━━ Study material

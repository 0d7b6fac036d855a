// Streaming parser for the feedback service's record stream.
use bytes::{Buf, BytesMut};

use crate::token::DeviceToken;
use crate::{Error, Result};

/// On-wire size of one feedback record: u32 timestamp, u16 token length,
/// 32 token bytes.
pub const FEEDBACK_RECORD_LEN: usize = 4 + 2 + DeviceToken::LEN;

/// One record from the feedback stream: the unix second at which the peer
/// first observed the device as unreachable, and the device's token.
#[derive(Debug, Clone, Copy, PartialEq, Eq)]
pub struct FeedbackRecord {
    pub timestamp: u32,
    pub token: DeviceToken,
}

/// Reassembles feedback records from arbitrarily chunked reads.
///
/// A record is either consumed whole or fully retained; a trailing partial
/// record is kept across `feed` calls until the remaining bytes arrive.
///
/// ```
/// use courier_wire::FeedbackParser;
///
/// let mut record = 1_600_000_000u32.to_be_bytes().to_vec();
/// record.extend_from_slice(&32u16.to_be_bytes());
/// record.extend_from_slice(&[0xAA; 32]);
///
/// let mut parser = FeedbackParser::new();
/// assert!(parser.feed(&record[..10]).expect("partial").is_empty());
/// let records = parser.feed(&record[10..]).expect("rest");
/// assert_eq!(records.len(), 1);
/// assert_eq!(records[0].timestamp, 1_600_000_000);
/// ```
#[derive(Debug, Default)]
pub struct FeedbackParser {
    buf: BytesMut,
}

impl FeedbackParser {
    pub fn new() -> Self {
        Self::default()
    }

    /// Append a chunk and drain every complete record from the buffer.
    pub fn feed(&mut self, chunk: &[u8]) -> Result<Vec<FeedbackRecord>> {
        self.buf.extend_from_slice(chunk);
        let mut records = Vec::new();
        loop {
            if self.buf.len() < 6 {
                break;
            }
            // Validate the declared token length before waiting for the body.
            let token_len = u16::from_be_bytes([self.buf[4], self.buf[5]]) as usize;
            if token_len != DeviceToken::LEN {
                return Err(Error::TokenLength {
                    expected: DeviceToken::LEN,
                    actual: token_len,
                });
            }
            if self.buf.len() < FEEDBACK_RECORD_LEN {
                break;
            }
            let mut record = self.buf.split_to(FEEDBACK_RECORD_LEN);
            let timestamp = record.get_u32();
            record.advance(2);
            let token = DeviceToken::from_bytes(&record)?;
            records.push(FeedbackRecord { timestamp, token });
        }
        Ok(records)
    }

    /// Bytes retained for a not-yet-complete record.
    pub fn pending(&self) -> usize {
        self.buf.len()
    }
}
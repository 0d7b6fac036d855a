//! Client for a legacy binary push notification gateway and its companion
//! feedback service.
//!
//! # Purpose
//! Accepts notification requests from application code, batches them over a
//! single persistent mutually-authenticated TLS connection to the gateway,
//! observes the error frame the gateway emits before closing, and drains
//! the feedback service into a map of unreachable device tokens.
//!
//! # Design notes
//! One bounded queue feeds one dispatch worker that owns the gateway
//! session's write side. The session is opened lazily when traffic arrives
//! and closed again after an idle interval; frames that fail to send are
//! requeued ahead of newer traffic. Feedback drains run one at a time on
//! their own session.
pub mod client;
pub mod config;

pub use client::service::{Client, EnqueueError, FetchError};
pub use config::ClientOptions;
pub use courier_transport::{
    ClientIdentity, Endpoint, Endpoints, Error as TransportError, TransportConfig,
};
pub use courier_wire::{DeviceToken, GatewayResponse, ResponseStatus};
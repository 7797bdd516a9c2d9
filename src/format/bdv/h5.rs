//! HDF5 container with three stride-subsampled levels.
//!
//! # Layout
//!
//! ```text
//! /res0, /res1, /res2             image data (rows = y, columns = x), chunked
//! /x_scale_res{i}, /y_scale_res{i} coordinate axes in nm, index * nm * 2^i
//! attributes on /                  source, pixel_size_nm, pixel_size_um, unit
//! ```
//!
//! Each coordinate dataset is a dimension scale (`CLASS`, `NAME`) attached to
//! its image axis the way `H5DSattach_scale` does it: the image dataset holds
//! one object reference per axis in `DIMENSION_LIST` and each scale lists the
//! datasets it is attached to in `REFERENCE_LIST`. Axis names go in
//! `DIMENSION_LABELS`.

use std::path::Path;
use std::str::FromStr;

use hdf5::types::{FixedAscii, VarLenArray, VarLenUnicode};
use hdf5::{Dataset, File, H5Type, Location, ObjectReference1};
use ndarray::{ArrayView1, ArrayView2};
use tempfile::NamedTempFile;
use tracing::{debug, info};

use crate::calibration::PixelCalibration;
use crate::error::WriteError;
use crate::format::ome::{persist, temp_file_for};
use crate::raster::{with_plane, Plane, RasterImage, Sample};

use super::{H5Compression, H5Options, BDV_STRIDES, DATA_SOURCE, SCALE_UNIT};

/// One `REFERENCE_LIST` entry: a dataset this scale is attached to.
#[derive(H5Type, Debug, Clone, Copy)]
#[repr(C)]
struct AttachedDataset {
    dataset: ObjectReference1,
    dimension: i32,
}

/// Write the three-level HDF5 pyramid of `image` to `path`, atomically.
///
/// Returns the `(width, height)` of each level.
pub fn write_hdf5_pyramid(
    image: &RasterImage,
    calibration: PixelCalibration,
    path: &Path,
    options: &H5Options,
) -> Result<Vec<(usize, usize)>, WriteError> {
    let (temp, dimensions) = stage_hdf5_pyramid(image, calibration, path, options)?;
    persist(temp, path)?;
    Ok(dimensions)
}

/// Write the pyramid into a temporary file next to `path` without
/// publishing it.
pub(crate) fn stage_hdf5_pyramid(
    image: &RasterImage,
    calibration: PixelCalibration,
    path: &Path,
    options: &H5Options,
) -> Result<(NamedTempFile, Vec<(usize, usize)>), WriteError> {
    let temp = temp_file_for(path)?;

    let file = File::create(temp.path())?;
    let dimensions = write_contents(&file, image, calibration, options)?;
    file.close()?;

    info!(
        file = %path.display(),
        levels = dimensions.len(),
        pixel_size_nm = calibration.nanometers(),
        "HDF5 pyramid written"
    );
    Ok((temp, dimensions))
}

fn write_contents(
    file: &File,
    image: &RasterImage,
    calibration: PixelCalibration,
    options: &H5Options,
) -> Result<Vec<(usize, usize)>, WriteError> {
    let pixel_size_nm = calibration.nanometers();
    let pixel_size_um = pixel_size_nm / 1000.0;

    let mut dimensions = Vec::with_capacity(BDV_STRIDES.len());
    for (index, &stride) in BDV_STRIDES.iter().enumerate() {
        let level = if stride == 1 {
            None
        } else {
            Some(image.subsample(stride))
        };
        let level = level.as_ref().unwrap_or(image);
        let name = format!("res{}", index);

        let dataset = with_plane!(level, plane => write_level(file, &name, plane, options))?;

        let step = pixel_size_nm * (1u64 << index) as f64;
        let x_name = format!("x_scale_res{}", index);
        let y_name = format!("y_scale_res{}", index);
        let x_scale = write_scale(file, &x_name, "x", level.width(), step)?;
        let y_scale = write_scale(file, &y_name, "y", level.height(), step)?;

        write_str_array(&dataset, "DIMENSION_LABELS", &["y", "x"])?;
        attach_scales(
            file,
            &name,
            &dataset,
            [(y_name.as_str(), &y_scale), (x_name.as_str(), &x_scale)],
        )?;

        debug!(
            dataset = %name,
            width = level.width(),
            height = level.height(),
            step_nm = step,
            "Wrote HDF5 level"
        );
        dimensions.push(level.dimensions());
    }

    write_str_attr(file, "source", DATA_SOURCE)?;
    write_f64_attr(file, "pixel_size_nm", pixel_size_nm)?;
    write_f64_attr(file, "pixel_size_um", pixel_size_um)?;
    write_str_attr(file, "unit", SCALE_UNIT)?;

    Ok(dimensions)
}

fn write_level<T: Sample + H5Type>(
    file: &File,
    name: &str,
    plane: &Plane<T>,
    options: &H5Options,
) -> Result<Dataset, WriteError> {
    let shape = (plane.height(), plane.width());

    let max_chunk = options.chunk_size.max(1);
    let chunk = (shape.0.clamp(1, max_chunk), shape.1.clamp(1, max_chunk));

    let mut builder = file.new_dataset::<T>().shape(shape).chunk(chunk);
    if let H5Compression::Gzip { level } = options.compression {
        builder = builder.deflate(level);
    }
    let dataset = builder.create(name)?;

    let view = ArrayView2::from_shape(shape, plane.data())
        .map_err(|e| WriteError::Hdf5(format!("{}: {}", name, e)))?;
    dataset.write(view)?;
    Ok(dataset)
}

/// Coordinate axis `index * step` tagged as a dimension scale.
fn write_scale(
    file: &File,
    name: &str,
    axis: &str,
    len: usize,
    step: f64,
) -> Result<Dataset, WriteError> {
    let values: Vec<f64> = (0..len).map(|i| i as f64 * step).collect();
    let dataset = file.new_dataset::<f64>().shape((len,)).create(name)?;
    dataset.write(ArrayView1::from(values.as_slice()))?;

    let class = FixedAscii::<16>::from_ascii(b"DIMENSION_SCALE")
        .map_err(|e| WriteError::Hdf5(e.to_string()))?;
    dataset
        .new_attr::<FixedAscii<16>>()
        .create("CLASS")?
        .write_scalar(&class)?;
    write_str_attr(&dataset, "NAME", axis)?;
    write_str_attr(&dataset, "units", SCALE_UNIT)?;
    write_str_attr(&dataset, "name", axis)?;
    Ok(dataset)
}

/// Attach `scales[axis]` to axis `axis` (0 = y, 1 = x) of the image dataset
/// `image_name`.
fn attach_scales(
    file: &File,
    image_name: &str,
    image: &Dataset,
    scales: [(&str, &Dataset); 2],
) -> Result<(), WriteError> {
    let image_ref: ObjectReference1 = file.reference(image_name)?;

    let mut dimension_list = Vec::with_capacity(scales.len());
    for (axis, (scale_name, scale)) in scales.into_iter().enumerate() {
        let scale_ref: ObjectReference1 = file.reference(scale_name)?;
        dimension_list.push(VarLenArray::from_slice(&[scale_ref]));

        let entry = AttachedDataset {
            dataset: image_ref,
            dimension: axis as i32,
        };
        scale
            .new_attr::<AttachedDataset>()
            .shape((1,))
            .create("REFERENCE_LIST")?
            .write(ArrayView1::from(&[entry][..]))?;
    }

    image
        .new_attr::<VarLenArray<ObjectReference1>>()
        .shape((dimension_list.len(),))
        .create("DIMENSION_LIST")?
        .write(ArrayView1::from(dimension_list.as_slice()))?;
    Ok(())
}

fn to_var_len_unicode(value: &str) -> Result<VarLenUnicode, WriteError> {
    VarLenUnicode::from_str(value).map_err(|e| WriteError::Hdf5(e.to_string()))
}

fn write_str_attr(location: &Location, name: &str, value: &str) -> Result<(), WriteError> {
    let value = to_var_len_unicode(value)?;
    location
        .new_attr::<VarLenUnicode>()
        .create(name)?
        .write_scalar(&value)?;
    Ok(())
}

fn write_f64_attr(location: &Location, name: &str, value: f64) -> Result<(), WriteError> {
    location
        .new_attr::<f64>()
        .create(name)?
        .write_scalar(&value)?;
    Ok(())
}

fn write_str_array(location: &Location, name: &str, values: &[&str]) -> Result<(), WriteError> {
    let values = values
        .iter()
        .map(|v| to_var_len_unicode(v))
        .collect::<Result<Vec<_>, _>>()?;
    let attr = location
        .new_attr::<VarLenUnicode>()
        .shape((values.len(),))
        .create(name)?;
    attr.write(ArrayView1::from(values.as_slice()))?;
    Ok(())
}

━━━━

The lines that contain the word "BytesMut" are wanted; copy each of them from the records.

use bytes::{Buf, BytesMut};
    buf: BytesMut,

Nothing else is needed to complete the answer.